Who benefits? Green construction and home remodeling companies, appliance installers, smart thermostat vendors, and large retailers such as Home Depot who sell the products covered by the tax credit.

Clean Energy: Wind & Solar

The wind industry was another big beneficiary of the fiscal cliff deal. Congress extended for one year a 2.2-cent tax credit for every kilowatt-hour of electricity produced from wind. The wind energy industry — which employees about 75,000 people, many of whom are field service workers — relies on the tax credit to stay in business. The American Wind Energy Association, in a statement issued after Congress approved the deal, estimates that the extension saves 37,000 jobs, nearly half of all Americans employed in the wind industry.

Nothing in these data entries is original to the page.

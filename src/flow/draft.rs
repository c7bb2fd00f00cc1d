use std::sync::Mutex;

/// Holds a decision the user typed before signing in.
pub trait DraftStore: Send + Sync {
    fn save(&self, text: &str);
    fn load(&self) -> Option<String>;
    fn clear(&self);
}

#[derive(Default)]
pub struct MemoryDraftStore {
    draft: Mutex<Option<String>>,
}

impl DraftStore for MemoryDraftStore {
    fn save(&self, text: &str) {
        if let Ok(mut draft) = self.draft.lock() {
            *draft = Some(text.to_string());
        }
    }

    fn load(&self) -> Option<String> {
        self.draft.lock().ok().and_then(|d| d.clone())
    }

    fn clear(&self) {
        if let Ok(mut draft) = self.draft.lock() {
            *draft = None;
        }
    }
}

#[cfg(test)]
mod tests {
    use super::*;

    #[test]
    fn test_save_load_clear() {
        let store = MemoryDraftStore::default();
        assert_eq!(store.load(), None);
        store.save("Move to Lisbon?");
        store.save("Move to Porto?");
        assert_eq!(store.load().as_deref(), Some("Move to Porto?"));
        store.clear();
        assert_eq!(store.load(), None);
    }
}
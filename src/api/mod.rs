//! REST surface.

mod billing;
mod decisions;
mod feedback;
mod generation;

use actix_web::{error, web, HttpRequest};

use crate::error::AppError;

/// Largest JSON body accepted; a full save carries every generated artifact.
pub const JSON_LIMIT: usize = 256 * 1024;

fn json_error(err: error::JsonPayloadError, req: &HttpRequest) -> actix_web::Error {
    tracing::debug!(path = %req.path(), error = %err, "Rejected request body");
    AppError::ValidationError(format!("Invalid request body: {}", err)).into()
}

/// Mount every route. Shared by the binary and the integration tests.
pub fn configure(cfg: &mut web::ServiceConfig) {
    cfg.app_data(web::JsonConfig::default().limit(JSON_LIMIT).error_handler(json_error))
        .route("/health", web::get().to(crate::health_check))
        .service(
            web::scope("/api")
                .route("/questions", web::post().to(generation::questions))
                .route("/simulate-paths", web::post().to(generation::simulate_paths))
                .route("/flashcards", web::post().to(generation::flashcards))
                .route("/save-decision", web::post().to(decisions::save_decision))
                .route("/decisions", web::get().to(decisions::list_decisions))
                .route("/decisions/{id}", web::get().to(decisions::get_decision))
                .route("/decisions/{id}", web::delete().to(decisions::delete_decision))
                .route("/decisions/{id}/check-in", web::post().to(decisions::check_in))
                .route("/feedback", web::post().to(feedback::submit_feedback))
                .route("/checkout", web::post().to(billing::checkout))
                .route("/webhooks/payment", web::post().to(billing::payment_webhook)),
        );
}
#![allow(dead_code)]

use actix_web::web;
use afterward_server::auth::Claims;
use afterward_server::generation::fallback;
use afterward_server::{AppState, Settings};
use jsonwebtoken::{encode, EncodingKey, Header};
use serde_json::{json, Value};

pub const JWT_SECRET: &str = "test_secret";
pub const WEBHOOK_SECRET: &str = "whsec_test";
pub const DECISION: &str = "Should I quit my job to start a bakery?";

pub fn settings() -> Settings {
    let mut settings = Settings::new_for_test().expect("Failed to load test config");
    settings.billing.webhook_secret = Some(WEBHOOK_SECRET.to_string());
    settings
}

pub fn state_with(settings: Settings) -> web::Data<AppState> {
    web::Data::new(AppState::in_memory(settings).expect("in-memory state"))
}

pub fn state() -> web::Data<AppState> {
    state_with(settings())
}

pub fn token(external_id: &str) -> String {
    let claims = Claims {
        sub: external_id.to_string(),
        exp: (chrono::Utc::now() + chrono::Duration::hours(1)).timestamp(),
        iat: None,
        email: Some(format!("{}@example.com", external_id)),
        iss: None,
    };
    encode(&Header::default(), &claims, &EncodingKey::from_secret(JWT_SECRET.as_bytes())).expect("token")
}

pub fn bearer(external_id: &str) -> (&'static str, String) {
    ("Authorization", format!("Bearer {}", token(external_id)))
}

/// A complete save-decision body built from the offline artifacts.
pub fn save_body(choice: &str) -> Value {
    let answers: Vec<Value> = fallback::questions()
        .iter()
        .enumerate()
        .map(|(i, q)| {
            json!({
                "question": q.question,
                "answer": format!("answer {}", i + 1),
                "order": i + 1,
            })
        })
        .collect();

    json!({
        "decision": DECISION,
        "answers": answers,
        "simulations": fallback::simulation(),
        "flashcards": fallback::flashcards(),
        "userChoice": choice,
    })
}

The solar industry, too, was largely spared. GreenTechMedia’s Herman Trabish writes that the deal delays automatic cuts and tax credit expirations until at least March.

Alternative Fuels

Michael Sivy at Time has an extensive write-up of tax breaks and credits that made their way into the final deal, including several for alternative and renewable fuels. Sivy writes:

“Biodiesel. Tax credits for renewable diesel fuel and small agricultural producers of biodiesel will total a hefty $2.2 billion over the next five years. You’d think there would already be plenty of oil available for recycling from restaurant chains that serve french fries.

Other green fuels. Alternative fuels other than liquefied hydrogen will receive $360 million in tax credits over the next two years.”